C’est cela que porte Jésus en entrant à Jérusalem. La foule est alors porteuse d’une vérité dont le sens profond lui échappe : « Hosannah ! » (sauve donc !) crie-t-elle, ignorant que c’est qu’il fait déjà et ne cessera de faire jusque dans ses derniers instants, car le salut est son jugement dernier.
[1] Philippe LEFEBVRE, Livres de Samuel et récits de résurrection, Paris, Cerf, 2004, p. 158.
[2] Évoquant la pensée de Paul Ricœur, Olivier Abel dit : « On peut rouvrir dans le passé des promesses enfouies, des promesses non advenues », « L’actualité de Paul Ricœur », Conférence donnée au temple de la rue de Maguelone, Montpellier, le 19 juin 2017.
[3] Adam SMITH, Théorie des sentiments moraux, Paris, Payot et rivages, 2016, p. 44.
[4] A. SMITH, Théorie des sentiments moraux, p. 51.
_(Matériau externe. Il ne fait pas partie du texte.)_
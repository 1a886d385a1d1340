//! Core transport components

pub mod address;
pub mod client;
pub mod connection;
pub mod message;
pub mod message_queue;
pub mod router;
pub mod server;
pub mod socket;

pub use address::Address;
pub use client::{ClientConfig, ClientState, TcpClient};
pub use connection::{ConnectionEngine, EngineConfig};
pub use message::{
    ControlMap, FrameHeader, Message, MessageKind, Payload, RawFrame, CONN_SHUTDOWN,
    HEADER_SIZE, MAX_MESSAGE_SIZE,
};
pub use message_queue::{
    message_queue, message_queue_with_waker, MessageQueue, MessageQueueStats, MessageStream,
};
pub use router::Router;
pub use server::{ServerConfig, TcpServer};
pub use socket::SocketOptions;
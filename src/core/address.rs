//! Connection endpoint addresses used as routing keys

use std::fmt;
use std::net::{Ipv4Addr, SocketAddr, SocketAddrV4};
use std::str::FromStr;

use crate::error::{NetworkError, Result};

/// IPv4 endpoint of a connection
///
/// For inbound messages this is the origin, for outbound messages the
/// destination. [`Address::BROADCAST`] is a routing directive and never the
/// address of a real peer.
#[derive(Debug, Clone, Copy, PartialEq, Eq, Hash, PartialOrd, Ord)]
pub struct Address {
    ip: Ipv4Addr,
    port: u16,
}

impl Address {
    /// Sentinel destination meaning "every registered client" (`0.0.0.0:0`)
    pub const BROADCAST: Address = Address {
        ip: Ipv4Addr::UNSPECIFIED,
        port: 0,
    };

    /// Create an address from an IPv4 value and a port
    #[must_use]
    pub fn new(ip: impl Into<Ipv4Addr>, port: u16) -> Self {
        Self {
            ip: ip.into(),
            port,
        }
    }

    /// IP part of the address
    #[must_use]
    pub fn ip(&self) -> Ipv4Addr {
        self.ip
    }

    /// The four IP octets, most significant first
    #[must_use]
    pub fn octets(&self) -> [u8; 4] {
        self.ip.octets()
    }

    /// Port part of the address
    #[must_use]
    pub fn port(&self) -> u16 {
        self.port
    }

    /// Check whether this is the broadcast sentinel
    #[must_use]
    pub fn is_broadcast(&self) -> bool {
        *self == Self::BROADCAST
    }
}

impl fmt::Display for Address {
    fn fmt(&self, f: &mut fmt::Formatter<'_>) -> fmt::Result {
        write!(f, "{}:{}", self.ip, self.port)
    }
}

impl FromStr for Address {
    type Err = NetworkError;

    fn from_str(s: &str) -> Result<Self> {
        let addr: SocketAddrV4 = s
            .parse()
            .map_err(|e| NetworkError::invalid_address(format!("{}: {}", s, e)))?;
        Ok(addr.into())
    }
}

impl From<SocketAddrV4> for Address {
    fn from(addr: SocketAddrV4) -> Self {
        Self::new(*addr.ip(), addr.port())
    }
}

impl TryFrom<SocketAddr> for Address {
    type Error = NetworkError;

    fn try_from(addr: SocketAddr) -> Result<Self> {
        match addr {
            SocketAddr::V4(v4) => Ok(v4.into()),
            SocketAddr::V6(v6) => v6
                .ip()
                .to_ipv4_mapped()
                .map(|ip| Self::new(ip, v6.port()))
                .ok_or_else(|| {
                    NetworkError::invalid_address(format!("{} is not an IPv4 endpoint", addr))
                }),
        }
    }
}

impl From<Address> for SocketAddr {
    fn from(addr: Address) -> Self {
        SocketAddr::V4(SocketAddrV4::new(addr.ip, addr.port))
    }
}
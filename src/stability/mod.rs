//! Lifecycle coordination shared by engines, routers and reconnectors

pub mod graceful_shutdown;

pub use graceful_shutdown::ShutdownSignal;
Toujours heureux d’apprendre et de redécouvrir cette histoire de Saül enfouie depuis des « temps bibliques »,mais je vous arrête, pas si loin cependant.Je corrigerai en précisant: d’école biblique du dimanche.Avec à l’époque pas d’écran,mais un tableau permettant de créer une animation avec des personnages en feutrine.
Autre élément révélateur de ce texte aprés stimulation de nos arcs limbiques,c’est de prendre conscience, avec toutes les histoires de puits que la bible peut resceller, de l’existence d’un réseau interpuits…
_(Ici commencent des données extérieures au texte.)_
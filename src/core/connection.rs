//! Connection engine: the paired receive and transmit tasks of one connection
//!
//! # Concurrency Design
//!
//! The TCP stream is split into independent read and write halves. The
//! receive task owns the read half; the write half is shared behind a mutex
//! so the receive task can close the connection when it exits while the
//! transmit task is idle. Both tasks race their I/O against the shared stop
//! signal and finish within one await point of it being triggered.
//!
//! ```text
//! socket ─▶ receive task ─▶ decode ─▶ inbound queue ─▶ caller
//! caller ─▶ outbound queue ─▶ transmit task ─▶ encode ─▶ socket
//! ```

use crate::core::address::Address;
use crate::core::message::{Message, RawFrame};
use crate::core::message_queue::{MessageQueue, MessageStream};
use crate::error::{NetworkError, Result};
use crate::stability::ShutdownSignal;
use bytes::BytesMut;
use std::io;
use std::sync::Arc;
use std::time::Duration;
use tokio::io::{AsyncReadExt, AsyncWriteExt};
use tokio::net::tcp::{OwnedReadHalf, OwnedWriteHalf};
use tokio::net::TcpStream;
use tokio::sync::Mutex;
use tokio::task::JoinHandle;
use tokio::time::timeout;

type SharedWriter = Arc<Mutex<Option<OwnedWriteHalf>>>;

/// Engine tuning
#[derive(Debug, Clone, PartialEq, Eq)]
pub struct EngineConfig {
    /// Bytes reserved for each socket read
    pub read_chunk_size: usize,
    /// Upper bound for writing one encoded message
    pub write_timeout: Duration,
}

impl Default for EngineConfig {
    fn default() -> Self {
        Self {
            read_chunk_size: 64 * 1024,
            write_timeout: Duration::from_secs(10),
        }
    }
}

impl EngineConfig {
    /// Create a new configuration
    #[must_use]
    pub fn new() -> Self {
        Self::default()
    }

    /// Set read chunk size
    #[must_use = "builder methods return a new value and do not modify the original"]
    pub fn with_read_chunk_size(mut self, size: usize) -> Self {
        self.read_chunk_size = size.max(1);
        self
    }

    /// Set write timeout
    #[must_use = "builder methods return a new value and do not modify the original"]
    pub fn with_write_timeout(mut self, timeout: Duration) -> Self {
        self.write_timeout = timeout;
        self
    }
}

/// Owner of one live connection
///
/// Decoded messages go to the inbound queue in wire order; messages taken
/// from the outbound queue are written in submission order. When the
/// connection ends for any reason the exited flag is set, the inbound queue
/// receives one [`Message::shutdown_sentinel`] and the connection is closed.
/// A frame from the peer that looks like the sentinel is discarded, so the
/// notice on the inbound queue always comes from the engine itself.
pub struct ConnectionEngine {
    peer: Address,
    exited: ShutdownSignal,
    receive_task: Option<JoinHandle<()>>,
    transmit_task: Option<JoinHandle<()>>,
}

impl ConnectionEngine {
    /// Spawn the receive and transmit tasks for `stream`
    ///
    /// Must be called from within a tokio runtime.
    pub fn start(
        stream: TcpStream,
        peer: Address,
        outbound: MessageStream,
        inbound: MessageQueue,
        stop: ShutdownSignal,
        config: EngineConfig,
    ) -> Self {
        // Frames carry our own endpoint as origin
        let local = stream
            .local_addr()
            .map_err(NetworkError::from)
            .and_then(Address::try_from);
        let origin = match local {
            Ok(local) => local,
            Err(e) => {
                tracing::warn!(
                    "Local address of connection to {} unknown: {} - sending unspecified origin",
                    peer,
                    e
                );
                Address::BROADCAST
            }
        };

        let (read_half, write_half) = stream.into_split();
        let writer: SharedWriter = Arc::new(Mutex::new(Some(write_half)));
        let exited = ShutdownSignal::new();

        let receiver = Receiver {
            reader: read_half,
            writer: Arc::clone(&writer),
            inbound,
            stop: stop.clone(),
            exited: exited.clone(),
            peer,
            chunk_size: config.read_chunk_size,
        };
        let transmitter = Transmitter {
            writer,
            outbound,
            stop,
            exited: exited.clone(),
            peer,
            origin,
            write_timeout: config.write_timeout,
        };

        tracing::debug!("Starting connection engine for {}", peer);

        Self {
            peer,
            exited,
            receive_task: Some(tokio::spawn(receiver.run())),
            transmit_task: Some(tokio::spawn(transmitter.run())),
        }
    }

    /// Remote endpoint of this connection
    #[must_use]
    pub fn peer(&self) -> Address {
        self.peer
    }

    /// True once the receive task has finished and the connection is closed
    #[must_use]
    pub fn has_exited(&self) -> bool {
        self.exited.is_triggered()
    }

    /// True once both tasks have terminated
    #[must_use]
    pub fn is_finished(&self) -> bool {
        [&self.receive_task, &self.transmit_task]
            .into_iter()
            .flatten()
            .all(JoinHandle::is_finished)
    }

    /// Wait for both tasks to terminate
    ///
    /// Only returns after the shared stop signal has been triggered or the
    /// connection has ended on its own; calling it on a healthy connection
    /// without stopping it waits indefinitely.
    pub async fn join(&mut self) {
        for (name, task) in [
            ("transmit", self.transmit_task.take()),
            ("receive", self.receive_task.take()),
        ] {
            if let Some(task) = task {
                if let Err(e) = task.await {
                    tracing::warn!("{} task for {} ended abnormally: {}", name, self.peer, e);
                }
            }
        }
    }
}

impl std::fmt::Debug for ConnectionEngine {
    fn fmt(&self, f: &mut std::fmt::Formatter<'_>) -> std::fmt::Result {
        f.debug_struct("ConnectionEngine")
            .field("peer", &self.peer)
            .field("exited", &self.has_exited())
            .finish()
    }
}

/// Abort tasks of an engine dropped without being joined
impl Drop for ConnectionEngine {
    fn drop(&mut self) {
        let running: Vec<_> = [self.receive_task.take(), self.transmit_task.take()]
            .into_iter()
            .flatten()
            .filter(|task| !task.is_finished())
            .collect();

        if !running.is_empty() {
            tracing::warn!(
                "Connection engine for {} dropped while running - aborting tasks",
                self.peer
            );
            for task in running {
                task.abort();
            }
        }
    }
}

struct Receiver {
    reader: OwnedReadHalf,
    writer: SharedWriter,
    inbound: MessageQueue,
    stop: ShutdownSignal,
    exited: ShutdownSignal,
    peer: Address,
    chunk_size: usize,
}

impl Receiver {
    async fn run(mut self) {
        let mut buf = BytesMut::with_capacity(self.chunk_size);

        loop {
            buf.reserve(self.chunk_size);

            let read = tokio::select! {
                biased;
                _ = self.stop.wait() => {
                    tracing::debug!("Receive task for {} stopping", self.peer);
                    break;
                }
                read = self.reader.read_buf(&mut buf) => read,
            };

            match read {
                Ok(0) => {
                    tracing::info!("Connection closed by peer {}", self.peer);
                    break;
                }
                Ok(n) => {
                    tracing::trace!("Read {} bytes from {}", n, self.peer);
                    if !self.drain_frames(&mut buf).await {
                        break;
                    }
                }
                Err(e) if is_transient(&e) => {
                    tracing::warn!("Error receiving from {}: {} (retrying)", self.peer, e);
                }
                Err(e) => {
                    tracing::warn!("Error receiving from {}: {}", self.peer, e);
                    break;
                }
            }
        }

        self.finish().await;
    }

    /// Decode every complete frame in `buf`; false if the stream is unusable
    async fn drain_frames(&self, buf: &mut BytesMut) -> bool {
        loop {
            let decoded = match RawFrame::split(buf) {
                Ok(Some(frame)) => frame.into_message_async().await,
                Ok(None) => return true,
                Err(e) if e.is_stream_corrupt() => {
                    tracing::error!("Dropping connection to {}: {}", self.peer, e);
                    return false;
                }
                Err(e) => Err(e),
            };

            match decoded {
                Ok(message) if message.is_shutdown_sentinel() => {
                    tracing::warn!("Discarding reserved shutdown signal sent by {}", self.peer);
                }
                Ok(message) => {
                    tracing::trace!("Received {} from {}", message, self.peer);
                    if self.inbound.enqueue(message).is_err() {
                        tracing::debug!("Inbound queue for {} closed, discarding", self.peer);
                    }
                }
                Err(e) => {
                    tracing::warn!("Discarding undecodable frame from {}: {}", self.peer, e);
                }
            }
        }
    }

    async fn finish(self) {
        // Flag first: whoever sees the notice can rely on has_exited()
        self.exited.trigger();
        if self.inbound.enqueue(Message::shutdown_sentinel()).is_err() {
            tracing::debug!("Inbound queue for {} closed before shutdown notice", self.peer);
        }

        if let Some(mut write_half) = self.writer.lock().await.take() {
            // Best effort shutdown - ignore errors
            let _ = write_half.shutdown().await;
        }
        drop(self.reader);

        tracing::debug!("Receive task for {} exited", self.peer);
    }
}

fn is_transient(error: &io::Error) -> bool {
    matches!(
        error.kind(),
        io::ErrorKind::Interrupted | io::ErrorKind::WouldBlock | io::ErrorKind::TimedOut
    )
}

struct Transmitter {
    writer: SharedWriter,
    outbound: MessageStream,
    stop: ShutdownSignal,
    exited: ShutdownSignal,
    peer: Address,
    origin: Address,
    write_timeout: Duration,
}

impl Transmitter {
    async fn run(mut self) {
        loop {
            let first = tokio::select! {
                biased;
                _ = self.stop.wait() => break,
                _ = self.exited.wait() => break,
                next = self.outbound.dequeue() => match next {
                    Some(message) => message,
                    None => {
                        tracing::debug!("Outbound queue for {} closed", self.peer);
                        break;
                    }
                },
            };

            let backlog = self.outbound.stats().depth;
            if backlog > 0 {
                tracing::debug!("Outbound backlog for {}: {} messages", self.peer, backlog + 1);
            }

            // Drain everything queued so far before waiting again
            let mut next = Some(first);
            while let Some(message) = next.take().or_else(|| self.outbound.try_dequeue()) {
                if let Err(e) = self.send(message).await {
                    if self.exited.is_triggered() {
                        tracing::debug!("Dropped write to closed connection {}: {}", self.peer, e);
                    } else {
                        tracing::warn!("Error transmitting to {}: {}", self.peer, e);
                    }
                }
            }
        }

        tracing::debug!("Transmit task for {} exited", self.peer);
    }

    async fn send(&self, message: Message) -> Result<()> {
        // Broadcast copies arrive already encoded; anything else is encoded here
        let data = message.prepared().await?.encode_from(self.origin)?;

        let mut guard = self.writer.lock().await;
        let write_half = guard
            .as_mut()
            .ok_or_else(|| NetworkError::invalid_state("Connection is closed"))?;

        let written = timeout(self.write_timeout, write_half.write_all(&data)).await;
        match written {
            Ok(result) => {
                result.map_err(|e| NetworkError::connection(format!("Failed to write: {}", e)))
            }
            Err(_) => {
                // A partial frame may be on the wire; the stream cannot be resumed
                if let Some(mut write_half) = guard.take() {
                    let _ = write_half.shutdown().await;
                }
                Err(NetworkError::timeout("Write timed out, connection closed"))
            }
        }
    }
}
(internet primitif) mais efficace au moyen-orient depuis la nuit des temps.
Quand à Saül et son accession au statut de roi, elle me fait paraphraser Nietzsche, en disant que finalement, entre Saül et Jésus,Jonas est un pont sur l’abîme.Il l’est d’autant plus qu’il est un prophète des trois religions monothéistes.Trois religions,trois personnages…trois jours…trois licornes qui voguent de concert.
Merci à James woody et tous les autres pasteurs qui a force de travailler la bible,nous font chaque fois découvrir qu’un trésor est caché dedans.